Saved entries:
- - -

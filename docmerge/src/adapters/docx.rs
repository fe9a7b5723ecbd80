//! Word (DOCX) adapter.
//!
//! `word/document.xml` is read into a flat list of [`Block`]s: paragraphs
//! (with heading level and list flag) and tables. Merging writes those
//! blocks into a new minimal package; styling beyond headings is not carried
//! over.

use super::{FormatAdapter, bounded_preview, count_words};
use crate::config::MergeOptions;
use crate::convert::text_grid;
use crate::document::{DocumentMetadata, ProcessorResult, SourceDocument};
use crate::error::Result;
use crate::format::LogicalFormat;
use crate::ooxml::{
    Package, PackageWriter, attr, core_properties_xml, escape_xml, event_text, local_name,
    xml_error,
};
use bytes::Bytes;
use chrono::Utc;
use quick_xml::Reader;
use quick_xml::events::{BytesStart, Event};
use tracing::{debug, warn};

const DOCUMENT_PART: &str = "word/document.xml";

/// Structured text shorter than this falls back to raw extraction.
const STRUCTURED_MIN_CHARS: usize = 100;

const PREVIEW_LINES: usize = 8;

const CONTENT_TYPES: &str = r#"<?xml version="1.0" encoding="UTF-8" standalone="yes"?>
<Types xmlns="http://schemas.openxmlformats.org/package/2006/content-types"><Default Extension="rels" ContentType="application/vnd.openxmlformats-package.relationships+xml"/><Default Extension="xml" ContentType="application/xml"/><Override PartName="/word/document.xml" ContentType="application/vnd.openxmlformats-officedocument.wordprocessingml.document.main+xml"/><Override PartName="/docProps/core.xml" ContentType="application/vnd.openxmlformats-package.core-properties+xml"/></Types>"#;

const PACKAGE_RELS: &str = r#"<?xml version="1.0" encoding="UTF-8" standalone="yes"?>
<Relationships xmlns="http://schemas.openxmlformats.org/package/2006/relationships"><Relationship Id="rId1" Type="http://schemas.openxmlformats.org/officeDocument/2006/relationships/officeDocument" Target="word/document.xml"/><Relationship Id="rId2" Type="http://schemas.openxmlformats.org/package/2006/relationships/metadata/core-properties" Target="docProps/core.xml"/></Relationships>"#;

const DOCUMENT_RELS: &str = r#"<?xml version="1.0" encoding="UTF-8" standalone="yes"?>
<Relationships xmlns="http://schemas.openxmlformats.org/package/2006/relationships"></Relationships>"#;

/// A4 portrait, one-inch margins.
const SECTION_PROPERTIES: &str = r#"<w:sectPr><w:pgSz w:w="11906" w:h="16838"/><w:pgMar w:top="1440" w:right="1440" w:bottom="1440" w:left="1440" w:header="708" w:footer="708" w:gutter="0"/></w:sectPr>"#;

/// Adapter for Word documents.
#[derive(Debug, Clone, Copy, Default)]
pub struct DocxAdapter;

/// One paragraph of body text.
#[derive(Debug, Clone, Default, PartialEq, Eq)]
pub struct Paragraph {
    /// Text with tabs and line breaks.
    pub text: String,
    /// Heading level 1-9, from a `Heading N` or `Title` style.
    pub heading: Option<u8>,
    /// Whether the paragraph is numbered or bulleted.
    pub list_item: bool,
}

/// A top-level body element.
#[derive(Debug, Clone, PartialEq, Eq)]
pub enum Block {
    /// A paragraph.
    Paragraph(Paragraph),
    /// A table as rows of cell text. Nested tables are flattened into their
    /// enclosing cell.
    Table(Vec<Vec<String>>),
}

/// Parsed `word/document.xml`.
#[derive(Debug, Clone, Default, PartialEq, Eq)]
pub struct WordDocument {
    /// Body in document order.
    pub blocks: Vec<Block>,
    /// Drawings, pictures and embedded objects that were skipped.
    pub skipped_objects: usize,
}

impl WordDocument {
    /// All text runs, one paragraph per line, table cells separated by tabs.
    pub fn raw_text(&self) -> String {
        let mut lines = Vec::new();
        for block in &self.blocks {
            match block {
                Block::Paragraph(p) => lines.push(p.text.clone()),
                Block::Table(rows) => lines.extend(rows.iter().map(|row| row.join("\t"))),
            }
        }
        lines.join("\n")
    }

    /// Text with headings set apart, bullets marked and tables drawn as grids.
    pub fn structured_text(&self) -> String {
        let mut out: Vec<String> = Vec::new();
        for block in &self.blocks {
            match block {
                Block::Paragraph(p) if p.heading.is_some() => {
                    if out.last().is_some_and(|l| !l.is_empty()) {
                        out.push(String::new());
                    }
                    match p.heading {
                        Some(level) if level <= 2 => out.push(p.text.to_uppercase()),
                        _ => out.push(p.text.clone()),
                    }
                }
                Block::Paragraph(p) if p.list_item => out.push(format!("\u{2022} {}", p.text)),
                Block::Paragraph(p) => out.push(p.text.clone()),
                Block::Table(rows) => {
                    out.push(String::new());
                    out.push(text_grid(rows));
                    out.push(String::new());
                }
            }
        }
        out.join("\n").trim().to_string()
    }

    fn count(&self, tables: bool) -> usize {
        self.blocks
            .iter()
            .filter(|b| matches!(b, Block::Table(_)) == tables)
            .count()
    }
}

- - -

• _PROMPT_
Return the lines of the records that include the string "bool".

• _WRITTEN ANSWER_
    pub list_item: bool,
    fn count(&self, tables: bool) -> usize {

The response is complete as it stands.